Discovering and studying the minutia that makes up human cells and tissues is no easy task, hence why researchers are constantly inventing new tools to peer inside nature’s inner workings. Genetics researchers at the University of Edinburgh in Scotland recently developed a new microscopic technology called 3D-CLEM which combines several types of microscopic imaging together to generate breathtakingly clear 3D images of chromosomes.
Together with advanced computer algorithms, 3D-CLEM can generate the most detailed three-dimensional images of human genetic material possible. Naturally, the first application of this technology has led to an incredible breakthrough that might turn our understanding of human chromosomes upside down.
According to a press release issued by the University of Edinburgh, up to 47 percent of every human chromosome is made up of a mysterious new structure they’ve dubbed “chromosome periphery.” Daniel Booth, led researcher in this study, claims that this discovery challenges long-held assumptions about chromosomes:
The imaging technique we have developed to study chromosomes is truly groundbreaking. Defining the structure of all 46 human chromosomes for the first time has forced us to reconsider the idea that they are composed almost exclusively of chromatin, an assumption that has gone largely unchallenged for almost 100 years.
Chromatin is the substance in chromosomes which contains the building blocks of life: protein, RNA, and DNA. It was previously believed that almost all of each chromosome was made up of these building blocks; this new find now forces researchers to examine what the role or purpose of this newfound chromosome periphery might be.

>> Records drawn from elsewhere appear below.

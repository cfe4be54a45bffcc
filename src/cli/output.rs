//! Output formatting for multiple formats
//!
//! JSON and YAML are built from the same `serde_json::Value` so both carry
//! identical fields; the human format is a short boxed summary.

use anyhow::{Context, Result};
use serde_json::{json, Value};
use std::path::Path;

use crate::app_config::AppConfig;
use crate::inspect::Evidence;
use crate::pipeline::{PipelineOutcome, RunStatus};

const RULE: &str = "\u{2501}\u{2501}\u{2501}\u{2501}\u{2501}\u{2501}\u{2501}\u{2501}\u{2501}\u{2501}\u{2501}\u{2501}\u{2501}\u{2501}\u{2501}\u{2501}\u{2501}\u{2501}\u{2501}\u{2501}\u{2501}\u{2501}\u{2501}\u{2501}\u{2501}\u{2501}\u{2501}\u{2501}\u{2501}\u{2501}\u{2501}\u{2501}\u{2501}\u{2501}\u{2501}\u{2501}\u{2501}\u{2501}\u{2501}\u{2501}";

/// Output format enumeration
#[derive(Debug, Clone, Copy, PartialEq, Eq)]
pub enum OutputFormat {
    /// JSON format (machine-readable)
    Json,
    /// YAML format
    Yaml,
    /// Human-readable formatted text
    Human,
}

pub struct OutputFormatter {
    format: OutputFormat,
}

impl OutputFormatter {
    pub fn new(format: OutputFormat) -> Self {
        Self { format }
    }

    /// Formats a pipeline run. `written_to` is the bundle directory, or
    /// `None` for a dry run.
    pub fn format_outcome(&self, outcome: &PipelineOutcome, written_to: Option<&Path>) -> Result<String> {
        match self.format {
            OutputFormat::Json => serde_json::to_string_pretty(&outcome_value(outcome, written_to))
                .context("Failed to serialize outcome to JSON"),
            OutputFormat::Yaml => serde_yaml::to_string(&outcome_value(outcome, written_to))
                .context("Failed to serialize outcome to YAML"),
            OutputFormat::Human => Ok(self.format_outcome_human(outcome, written_to)),
        }
    }

    pub fn format_evidence(&self, evidence: &Evidence) -> Result<String> {
        match self.format {
            OutputFormat::Json => {
                serde_json::to_string_pretty(evidence).context("Failed to serialize evidence to JSON")
            }
            OutputFormat::Yaml => {
                serde_yaml::to_string(evidence).context("Failed to serialize evidence to YAML")
            }
            OutputFormat::Human => Ok(self.format_evidence_human(evidence)),
        }
    }

    pub fn format_config(&self, config: &AppConfig) -> Result<String> {
        match self.format {
            OutputFormat::Json => {
                serde_json::to_string_pretty(config).context("Failed to serialize config to JSON")
            }
            OutputFormat::Yaml => {
                serde_yaml::to_string(config).context("Failed to serialize config to YAML")
            }
            OutputFormat::Human => {
                let mut output = String::new();
                output.push_str("Deployment Intent\n");
                output.push_str(RULE);
                output.push_str("\n\n");
                push_config(&mut output, config);
                Ok(output)
            }
        }
    }

    fn format_outcome_human(&self, outcome: &PipelineOutcome, written_to: Option<&Path>) -> String {
        let mut output = String::new();
        let config = outcome.config();

        match &outcome.status {
            RunStatus::Complete => output.push_str("\u{2713} Deployment Bundle\n"),
            RunStatus::Degraded { .. } => {
                output.push_str("\u{26A0} Deployment Bundle (repository not analyzed)\n")
            }
        }
        output.push_str(RULE);
        output.push_str("\n\n");

        push_config(&mut output, config);

        if let Some(evidence) = &outcome.evidence {
            output.push_str(&format!("Evidence:      {}\n", evidence.summary()));
        }
        output.push('\n');

        output.push_str("Files:\n");
        let filenames = outcome.bundle.filenames();
        for (i, filename) in filenames.iter().enumerate() {
            let connector = if i + 1 == filenames.len() {
                "\u{2514}"
            } else {
                "\u{251C}"
            };
            output.push_str(&format!("{}\u{2500} {}\n", connector, filename));
        }
        output.push('\n');

        match written_to {
            Some(dir) => output.push_str(&format!("Written to: {}\n", dir.display())),
            None => output.push_str(&format!(
                "Dry run: would write {}/\n",
                outcome.bundle.output_dir_name()
            )),
        }

        if let RunStatus::Degraded { reason } = &outcome.status {
            output.push_str(&format!(
                "\n\u{26A0} Repository analysis skipped: {}\n",
                reason
            ));
        }

        if !outcome.bundle.limitations.is_empty() {
            output.push_str("\n\u{26A0} Known limitations:\n");
            for limitation in &outcome.bundle.limitations {
                output.push_str(&format!("  - {}\n", limitation));
            }
        }

        output
    }

    fn format_evidence_human(&self, evidence: &Evidence) -> String {
        let mut output = String::new();
        output.push_str("Repository Evidence\n");
        output.push_str(RULE);
        output.push_str("\n\n");

        let framework = evidence
            .framework
            .map(|f| f.name().to_string())
            .unwrap_or_else(|| "(none detected)".to_string());
        output.push_str(&format!("Framework:     {}\n", framework));

        match (&evidence.port, &evidence.port_source) {
            (Some(port), Some(source)) => {
                output.push_str(&format!("Port:          {} ({})\n", port, source))
            }
            (Some(port), None) => output.push_str(&format!("Port:          {}\n", port)),
            _ => output.push_str("Port:          (none detected)\n"),
        }

        if evidence.manifests.is_empty() {
            output.push_str("Manifests:     (none found)\n");
        } else {
            output.push_str(&format!("Manifests:     {}\n", evidence.manifests.join(", ")));
        }

        if evidence.dependencies.is_empty() {
            output.push_str("Dependencies:  (none)\n");
        } else {
            output.push_str(&format!("Dependencies:  {}\n", evidence.dependencies.join(", ")));
        }
        output.push_str(&format!("Files scanned: {}\n", evidence.files_scanned));

        if !evidence.notes.is_empty() {
            output.push_str("\n\u{26A0} Notes:\n");
            for note in &evidence.notes {
                output.push_str(&format!("  - {}\n", note));
            }
        }

        output
    }
}

fn push_config(output: &mut String, config: &AppConfig) {
    output.push_str(&format!("Name:          {}\n", config.name));
    output.push_str(&format!("App Type:      {}\n", config.app_type.name()));
    output.push_str(&format!("Cloud:         {}\n", config.cloud_provider.name()));
    output.push_str(&format!("Mode:          {}\n", config.deployment_mode.name()));
    output.push_str(&format!("Port:          {}\n", config.port));
    if config.dependencies.is_empty() {
        output.push_str("Dependencies:  (none)\n");
    } else {
        let deps: Vec<&str> = config.dependencies.iter().map(String::as_str).collect();
        output.push_str(&format!("Dependencies:  {}\n", deps.join(", ")));
    }
}

fn outcome_value(outcome: &PipelineOutcome, written_to: Option<&Path>) -> Value {
    let mut value = json!({
        "status": outcome.status.as_str(),
        "config": outcome.config(),
        "intent": outcome.intent,
        "evidence": outcome.evidence,
        "output_dir": written_to.map(|dir| dir.display().to_string()),
        "files": outcome.bundle.filenames(),
        "limitations": outcome.bundle.limitations,
        "artifacts": outcome.bundle.iter().collect::<Vec<_>>(),
    });
    if let RunStatus::Degraded { reason } = &outcome.status {
        value["reason"] = Value::String(reason.clone());
    }
    value
}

According to the researchers’ published data, this could open up an entirely new field of study for human geneticists:
The behavior of this compartment, for example, whether it is liquid-like, and how it influences the structural changes in the chromatin during the transition from interphase to mitosis will now become a much more active area of study.
So far, the leading hypothesis seems to be that this extra material serves as a kind of sheath that keeps chromosomes separated during mitosis, but this has yet to be proven. Could this mysterious material be some sort of “secret ingredient” that has set humans on our current genetic trajectory? Until more testing can be conducted, this one remains a mystery.